Your answer must hold only the lines below from the line containing "filename crates/messaging/src/classify.rs" through the line containing "pub enum Disposition", each reproduced exactly.

Records contained in a dataset
↓↓↓

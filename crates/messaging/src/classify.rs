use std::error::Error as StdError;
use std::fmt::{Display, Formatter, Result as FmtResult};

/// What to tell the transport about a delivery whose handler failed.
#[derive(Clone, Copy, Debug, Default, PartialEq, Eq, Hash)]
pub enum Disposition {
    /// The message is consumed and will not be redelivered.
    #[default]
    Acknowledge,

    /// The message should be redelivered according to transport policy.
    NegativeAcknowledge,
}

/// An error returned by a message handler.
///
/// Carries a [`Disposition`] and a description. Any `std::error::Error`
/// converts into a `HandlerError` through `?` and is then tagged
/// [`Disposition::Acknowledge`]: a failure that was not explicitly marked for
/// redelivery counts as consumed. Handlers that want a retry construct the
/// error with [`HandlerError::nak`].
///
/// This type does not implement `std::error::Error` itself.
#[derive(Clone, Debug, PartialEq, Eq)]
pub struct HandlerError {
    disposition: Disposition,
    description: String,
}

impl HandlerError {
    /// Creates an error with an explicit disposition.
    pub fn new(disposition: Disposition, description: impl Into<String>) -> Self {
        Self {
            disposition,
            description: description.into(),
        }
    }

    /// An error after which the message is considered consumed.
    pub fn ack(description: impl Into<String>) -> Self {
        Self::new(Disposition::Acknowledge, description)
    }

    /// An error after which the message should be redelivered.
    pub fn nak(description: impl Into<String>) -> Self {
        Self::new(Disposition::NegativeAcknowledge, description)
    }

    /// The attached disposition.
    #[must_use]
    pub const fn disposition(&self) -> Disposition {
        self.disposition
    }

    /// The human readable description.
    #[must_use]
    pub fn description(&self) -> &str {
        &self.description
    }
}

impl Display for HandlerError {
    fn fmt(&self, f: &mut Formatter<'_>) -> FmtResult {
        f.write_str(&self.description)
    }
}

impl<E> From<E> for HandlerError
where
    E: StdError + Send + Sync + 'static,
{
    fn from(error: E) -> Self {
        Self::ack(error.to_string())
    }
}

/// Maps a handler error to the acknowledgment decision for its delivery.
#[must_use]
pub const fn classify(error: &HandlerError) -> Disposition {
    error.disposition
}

↑↑↑
↓↓↓

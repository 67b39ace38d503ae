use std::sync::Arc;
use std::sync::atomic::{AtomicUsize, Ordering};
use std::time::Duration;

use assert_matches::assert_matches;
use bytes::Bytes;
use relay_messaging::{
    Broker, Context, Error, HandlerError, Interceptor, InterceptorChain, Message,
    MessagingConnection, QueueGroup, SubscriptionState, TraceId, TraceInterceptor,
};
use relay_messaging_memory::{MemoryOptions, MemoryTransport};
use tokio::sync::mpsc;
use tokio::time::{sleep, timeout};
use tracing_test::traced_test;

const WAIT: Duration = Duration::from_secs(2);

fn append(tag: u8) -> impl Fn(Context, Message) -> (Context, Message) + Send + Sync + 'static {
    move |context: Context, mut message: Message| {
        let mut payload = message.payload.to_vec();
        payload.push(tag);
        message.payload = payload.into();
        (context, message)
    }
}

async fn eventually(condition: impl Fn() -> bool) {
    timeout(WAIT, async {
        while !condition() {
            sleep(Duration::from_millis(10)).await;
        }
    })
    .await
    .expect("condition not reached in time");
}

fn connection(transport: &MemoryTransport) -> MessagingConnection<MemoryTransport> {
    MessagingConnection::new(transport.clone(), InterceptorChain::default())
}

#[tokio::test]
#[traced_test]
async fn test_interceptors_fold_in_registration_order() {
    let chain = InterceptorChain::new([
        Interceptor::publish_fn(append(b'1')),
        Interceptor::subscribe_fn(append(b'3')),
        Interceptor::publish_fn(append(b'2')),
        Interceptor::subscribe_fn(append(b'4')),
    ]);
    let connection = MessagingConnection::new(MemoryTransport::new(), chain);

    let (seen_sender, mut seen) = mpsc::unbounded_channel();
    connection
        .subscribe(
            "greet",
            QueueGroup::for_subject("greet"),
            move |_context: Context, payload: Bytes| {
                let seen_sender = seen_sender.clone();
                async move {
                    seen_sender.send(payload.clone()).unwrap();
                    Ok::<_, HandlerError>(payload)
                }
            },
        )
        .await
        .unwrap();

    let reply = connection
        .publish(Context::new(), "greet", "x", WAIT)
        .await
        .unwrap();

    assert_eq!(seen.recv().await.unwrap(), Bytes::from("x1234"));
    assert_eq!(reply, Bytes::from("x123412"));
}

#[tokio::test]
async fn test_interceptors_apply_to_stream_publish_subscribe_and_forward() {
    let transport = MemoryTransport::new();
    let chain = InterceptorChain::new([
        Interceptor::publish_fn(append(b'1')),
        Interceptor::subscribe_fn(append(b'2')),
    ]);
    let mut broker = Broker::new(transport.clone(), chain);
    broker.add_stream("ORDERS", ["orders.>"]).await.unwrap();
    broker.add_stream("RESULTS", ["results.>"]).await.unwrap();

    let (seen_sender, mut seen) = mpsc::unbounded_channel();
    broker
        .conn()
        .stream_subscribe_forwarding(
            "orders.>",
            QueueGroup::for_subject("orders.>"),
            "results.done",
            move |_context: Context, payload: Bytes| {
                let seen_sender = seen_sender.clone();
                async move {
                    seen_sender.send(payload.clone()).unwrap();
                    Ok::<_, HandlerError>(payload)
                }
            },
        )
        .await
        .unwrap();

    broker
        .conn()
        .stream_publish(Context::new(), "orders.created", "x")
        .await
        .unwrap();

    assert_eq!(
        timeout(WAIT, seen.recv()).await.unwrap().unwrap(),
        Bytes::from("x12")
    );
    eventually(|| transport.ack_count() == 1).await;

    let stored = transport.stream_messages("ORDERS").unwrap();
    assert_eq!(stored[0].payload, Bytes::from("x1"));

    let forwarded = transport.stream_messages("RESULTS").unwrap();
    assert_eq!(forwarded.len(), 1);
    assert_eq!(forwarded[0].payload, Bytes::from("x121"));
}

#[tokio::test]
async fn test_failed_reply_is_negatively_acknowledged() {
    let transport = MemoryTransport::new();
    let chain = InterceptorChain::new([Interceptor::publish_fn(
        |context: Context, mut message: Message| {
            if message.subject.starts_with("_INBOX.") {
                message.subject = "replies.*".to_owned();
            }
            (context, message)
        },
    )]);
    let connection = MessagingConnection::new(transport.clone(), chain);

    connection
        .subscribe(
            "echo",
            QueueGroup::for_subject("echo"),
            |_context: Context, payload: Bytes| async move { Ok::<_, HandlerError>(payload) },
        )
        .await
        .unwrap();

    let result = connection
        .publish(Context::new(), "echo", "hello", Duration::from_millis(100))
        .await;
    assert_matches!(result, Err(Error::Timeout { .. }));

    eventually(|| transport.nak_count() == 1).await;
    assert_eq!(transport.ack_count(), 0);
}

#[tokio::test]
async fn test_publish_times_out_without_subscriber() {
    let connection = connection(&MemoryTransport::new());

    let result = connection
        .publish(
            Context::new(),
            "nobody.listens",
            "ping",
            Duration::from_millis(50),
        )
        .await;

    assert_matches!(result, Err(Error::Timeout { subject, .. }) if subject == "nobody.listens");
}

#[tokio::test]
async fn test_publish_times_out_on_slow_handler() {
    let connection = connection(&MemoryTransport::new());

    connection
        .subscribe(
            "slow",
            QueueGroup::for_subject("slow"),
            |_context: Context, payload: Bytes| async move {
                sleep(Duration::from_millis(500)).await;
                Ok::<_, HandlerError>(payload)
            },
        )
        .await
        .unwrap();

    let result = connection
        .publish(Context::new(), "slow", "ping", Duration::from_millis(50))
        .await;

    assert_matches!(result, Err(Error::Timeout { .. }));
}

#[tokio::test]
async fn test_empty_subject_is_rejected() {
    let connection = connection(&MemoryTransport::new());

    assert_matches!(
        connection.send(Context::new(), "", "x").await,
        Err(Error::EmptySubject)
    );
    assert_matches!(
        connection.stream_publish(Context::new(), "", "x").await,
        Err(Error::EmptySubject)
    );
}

↑↑↑
↓↓↓

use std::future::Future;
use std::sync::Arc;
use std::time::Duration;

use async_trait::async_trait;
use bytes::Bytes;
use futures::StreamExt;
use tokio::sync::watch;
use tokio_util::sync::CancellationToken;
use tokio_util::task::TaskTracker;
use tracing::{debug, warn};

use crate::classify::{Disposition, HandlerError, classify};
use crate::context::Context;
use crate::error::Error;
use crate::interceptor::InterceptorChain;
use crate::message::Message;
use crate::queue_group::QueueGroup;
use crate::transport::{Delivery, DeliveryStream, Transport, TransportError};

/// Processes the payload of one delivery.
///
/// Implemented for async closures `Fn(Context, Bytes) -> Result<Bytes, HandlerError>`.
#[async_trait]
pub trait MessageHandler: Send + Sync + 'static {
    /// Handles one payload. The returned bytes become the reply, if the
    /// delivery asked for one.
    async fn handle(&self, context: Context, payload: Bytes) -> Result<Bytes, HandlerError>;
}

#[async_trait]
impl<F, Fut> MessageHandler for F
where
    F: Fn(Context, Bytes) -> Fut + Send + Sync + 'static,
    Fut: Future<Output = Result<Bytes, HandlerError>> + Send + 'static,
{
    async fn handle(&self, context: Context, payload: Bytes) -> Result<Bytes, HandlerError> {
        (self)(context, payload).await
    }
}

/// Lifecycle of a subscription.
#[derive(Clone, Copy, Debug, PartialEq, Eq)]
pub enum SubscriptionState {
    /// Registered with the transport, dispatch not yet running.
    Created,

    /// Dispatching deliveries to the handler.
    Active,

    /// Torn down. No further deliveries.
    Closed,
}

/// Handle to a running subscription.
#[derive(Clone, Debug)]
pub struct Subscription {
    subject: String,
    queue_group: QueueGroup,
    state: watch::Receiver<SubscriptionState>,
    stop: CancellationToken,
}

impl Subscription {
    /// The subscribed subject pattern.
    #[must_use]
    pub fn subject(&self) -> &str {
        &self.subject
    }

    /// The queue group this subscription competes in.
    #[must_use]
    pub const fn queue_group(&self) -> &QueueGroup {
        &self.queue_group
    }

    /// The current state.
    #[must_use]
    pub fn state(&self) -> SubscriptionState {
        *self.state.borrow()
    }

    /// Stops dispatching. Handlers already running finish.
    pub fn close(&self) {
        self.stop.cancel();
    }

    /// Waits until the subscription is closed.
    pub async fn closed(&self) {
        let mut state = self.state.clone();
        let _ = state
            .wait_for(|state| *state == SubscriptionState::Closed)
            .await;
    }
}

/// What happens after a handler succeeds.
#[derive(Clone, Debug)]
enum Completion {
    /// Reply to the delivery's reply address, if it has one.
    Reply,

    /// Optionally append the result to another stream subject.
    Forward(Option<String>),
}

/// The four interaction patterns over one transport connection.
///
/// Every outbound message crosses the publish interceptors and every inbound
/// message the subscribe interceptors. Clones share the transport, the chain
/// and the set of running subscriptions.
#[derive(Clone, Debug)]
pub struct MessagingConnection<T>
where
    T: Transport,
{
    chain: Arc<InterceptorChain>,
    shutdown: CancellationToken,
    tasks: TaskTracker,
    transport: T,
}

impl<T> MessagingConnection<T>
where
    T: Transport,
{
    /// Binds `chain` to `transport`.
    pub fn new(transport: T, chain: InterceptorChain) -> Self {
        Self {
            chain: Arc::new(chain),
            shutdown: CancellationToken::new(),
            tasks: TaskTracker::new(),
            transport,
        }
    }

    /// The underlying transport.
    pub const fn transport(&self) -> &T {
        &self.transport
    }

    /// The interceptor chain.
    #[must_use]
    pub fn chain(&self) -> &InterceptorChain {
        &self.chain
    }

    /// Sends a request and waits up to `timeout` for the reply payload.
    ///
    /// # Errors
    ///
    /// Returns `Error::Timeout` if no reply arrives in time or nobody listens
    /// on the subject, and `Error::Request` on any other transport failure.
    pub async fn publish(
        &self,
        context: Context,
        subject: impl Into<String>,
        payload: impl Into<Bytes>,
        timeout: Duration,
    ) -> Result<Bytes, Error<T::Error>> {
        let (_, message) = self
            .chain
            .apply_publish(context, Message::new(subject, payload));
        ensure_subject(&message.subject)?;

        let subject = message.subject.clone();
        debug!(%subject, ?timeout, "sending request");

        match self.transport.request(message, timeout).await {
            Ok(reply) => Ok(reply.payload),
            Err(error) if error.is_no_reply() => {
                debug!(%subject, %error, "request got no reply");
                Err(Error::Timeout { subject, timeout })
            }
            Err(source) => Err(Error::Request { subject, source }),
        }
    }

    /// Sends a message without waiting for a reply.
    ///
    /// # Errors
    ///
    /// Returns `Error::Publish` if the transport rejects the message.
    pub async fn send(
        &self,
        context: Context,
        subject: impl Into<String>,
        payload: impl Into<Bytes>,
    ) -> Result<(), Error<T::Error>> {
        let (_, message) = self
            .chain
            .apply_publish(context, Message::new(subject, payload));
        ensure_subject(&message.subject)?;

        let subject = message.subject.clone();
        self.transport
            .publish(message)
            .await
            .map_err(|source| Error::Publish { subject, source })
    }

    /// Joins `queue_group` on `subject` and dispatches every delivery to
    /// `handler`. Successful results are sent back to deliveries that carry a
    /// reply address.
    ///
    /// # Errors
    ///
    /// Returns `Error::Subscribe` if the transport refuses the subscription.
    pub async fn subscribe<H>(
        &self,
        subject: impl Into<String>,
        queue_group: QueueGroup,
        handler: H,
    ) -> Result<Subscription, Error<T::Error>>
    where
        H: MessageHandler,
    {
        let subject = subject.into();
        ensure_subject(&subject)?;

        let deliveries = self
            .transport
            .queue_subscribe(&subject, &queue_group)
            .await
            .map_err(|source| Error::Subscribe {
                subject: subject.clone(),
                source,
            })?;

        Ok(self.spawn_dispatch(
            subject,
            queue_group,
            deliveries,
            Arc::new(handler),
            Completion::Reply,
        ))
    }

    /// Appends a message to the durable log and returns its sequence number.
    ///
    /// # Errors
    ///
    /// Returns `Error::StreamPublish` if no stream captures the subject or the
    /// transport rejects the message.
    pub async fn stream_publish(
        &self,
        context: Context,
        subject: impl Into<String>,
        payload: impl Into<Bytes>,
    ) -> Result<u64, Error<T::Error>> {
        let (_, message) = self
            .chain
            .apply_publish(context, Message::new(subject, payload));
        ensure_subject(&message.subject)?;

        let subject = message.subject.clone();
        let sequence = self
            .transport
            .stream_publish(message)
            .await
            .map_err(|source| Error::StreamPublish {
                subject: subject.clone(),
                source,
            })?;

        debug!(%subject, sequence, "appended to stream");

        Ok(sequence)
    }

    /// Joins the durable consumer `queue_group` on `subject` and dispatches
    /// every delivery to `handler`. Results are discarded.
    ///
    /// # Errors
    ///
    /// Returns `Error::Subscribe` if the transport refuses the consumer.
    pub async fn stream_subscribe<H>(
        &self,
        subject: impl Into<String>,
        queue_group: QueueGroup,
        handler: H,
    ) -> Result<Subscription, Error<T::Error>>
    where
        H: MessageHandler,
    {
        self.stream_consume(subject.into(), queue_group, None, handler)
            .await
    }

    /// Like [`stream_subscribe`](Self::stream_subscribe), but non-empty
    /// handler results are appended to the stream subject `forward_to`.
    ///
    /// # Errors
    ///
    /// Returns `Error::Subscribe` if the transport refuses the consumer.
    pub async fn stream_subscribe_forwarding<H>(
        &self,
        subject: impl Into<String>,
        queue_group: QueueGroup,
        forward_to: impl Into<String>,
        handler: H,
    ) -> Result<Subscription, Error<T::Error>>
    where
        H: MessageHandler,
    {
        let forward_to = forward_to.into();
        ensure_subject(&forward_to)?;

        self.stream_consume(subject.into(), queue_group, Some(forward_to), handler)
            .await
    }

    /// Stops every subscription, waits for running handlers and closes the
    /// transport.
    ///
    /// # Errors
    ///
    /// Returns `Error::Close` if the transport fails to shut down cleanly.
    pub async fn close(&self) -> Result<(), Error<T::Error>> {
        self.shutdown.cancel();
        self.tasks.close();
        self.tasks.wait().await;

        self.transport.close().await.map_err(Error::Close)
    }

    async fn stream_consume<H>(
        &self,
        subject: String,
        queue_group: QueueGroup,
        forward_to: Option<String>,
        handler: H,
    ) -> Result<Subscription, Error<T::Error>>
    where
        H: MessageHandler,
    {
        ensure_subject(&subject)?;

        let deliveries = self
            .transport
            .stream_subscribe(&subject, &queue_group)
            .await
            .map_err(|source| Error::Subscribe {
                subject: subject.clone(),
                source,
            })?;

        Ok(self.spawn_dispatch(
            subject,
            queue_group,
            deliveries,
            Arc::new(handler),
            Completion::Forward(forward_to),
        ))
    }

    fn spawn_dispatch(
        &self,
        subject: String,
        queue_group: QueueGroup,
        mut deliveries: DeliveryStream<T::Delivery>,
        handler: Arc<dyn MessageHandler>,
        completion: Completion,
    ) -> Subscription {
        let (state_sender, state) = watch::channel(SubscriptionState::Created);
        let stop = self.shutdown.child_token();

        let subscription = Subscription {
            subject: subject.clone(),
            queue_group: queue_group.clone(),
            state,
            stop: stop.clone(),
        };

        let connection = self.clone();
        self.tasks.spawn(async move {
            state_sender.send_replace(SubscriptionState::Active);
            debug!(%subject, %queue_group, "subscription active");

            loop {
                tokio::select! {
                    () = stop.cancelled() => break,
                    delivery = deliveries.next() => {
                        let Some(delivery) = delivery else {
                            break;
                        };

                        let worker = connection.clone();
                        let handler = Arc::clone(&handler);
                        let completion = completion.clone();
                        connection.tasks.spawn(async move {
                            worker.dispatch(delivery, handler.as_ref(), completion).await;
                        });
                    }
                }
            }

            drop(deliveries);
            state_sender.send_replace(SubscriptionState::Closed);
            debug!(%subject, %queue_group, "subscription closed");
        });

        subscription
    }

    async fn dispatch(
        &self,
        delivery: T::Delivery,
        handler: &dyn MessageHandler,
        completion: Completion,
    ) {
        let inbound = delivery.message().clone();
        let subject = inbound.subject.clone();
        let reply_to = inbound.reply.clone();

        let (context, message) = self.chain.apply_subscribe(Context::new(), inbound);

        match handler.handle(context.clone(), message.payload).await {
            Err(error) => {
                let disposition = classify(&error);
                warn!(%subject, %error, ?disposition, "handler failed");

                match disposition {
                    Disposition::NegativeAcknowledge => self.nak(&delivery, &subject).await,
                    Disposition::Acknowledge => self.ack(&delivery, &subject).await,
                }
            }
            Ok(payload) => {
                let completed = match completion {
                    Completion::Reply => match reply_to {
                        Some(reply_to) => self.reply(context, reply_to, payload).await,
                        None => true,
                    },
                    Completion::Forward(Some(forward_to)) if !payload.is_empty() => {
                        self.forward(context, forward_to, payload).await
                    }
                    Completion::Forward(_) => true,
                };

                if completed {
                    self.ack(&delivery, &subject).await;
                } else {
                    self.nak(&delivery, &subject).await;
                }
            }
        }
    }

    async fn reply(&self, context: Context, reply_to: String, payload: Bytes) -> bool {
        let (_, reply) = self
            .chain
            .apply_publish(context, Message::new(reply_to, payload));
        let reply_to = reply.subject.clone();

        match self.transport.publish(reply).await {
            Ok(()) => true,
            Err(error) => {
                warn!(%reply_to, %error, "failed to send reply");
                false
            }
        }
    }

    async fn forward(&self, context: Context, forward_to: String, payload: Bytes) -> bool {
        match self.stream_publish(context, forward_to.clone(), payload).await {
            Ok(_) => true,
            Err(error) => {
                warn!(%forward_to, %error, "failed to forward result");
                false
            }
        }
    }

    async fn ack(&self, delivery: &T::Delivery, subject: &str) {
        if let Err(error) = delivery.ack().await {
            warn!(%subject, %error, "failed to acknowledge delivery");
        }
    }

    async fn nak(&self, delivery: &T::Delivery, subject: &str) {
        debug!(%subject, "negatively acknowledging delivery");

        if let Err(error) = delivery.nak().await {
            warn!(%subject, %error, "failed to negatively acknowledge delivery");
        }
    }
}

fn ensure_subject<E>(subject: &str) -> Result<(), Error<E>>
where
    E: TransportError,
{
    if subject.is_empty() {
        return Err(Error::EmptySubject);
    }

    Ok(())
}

↑↑↑

▶ _Finished task_
filename crates/messaging/src/classify.rs
use std::error::Error as StdError;
use std::fmt::{Display, Formatter, Result as FmtResult};

/// What to tell the transport about a delivery whose handler failed.
#[derive(Clone, Copy, Debug, Default, PartialEq, Eq, Hash)]
pub enum Disposition {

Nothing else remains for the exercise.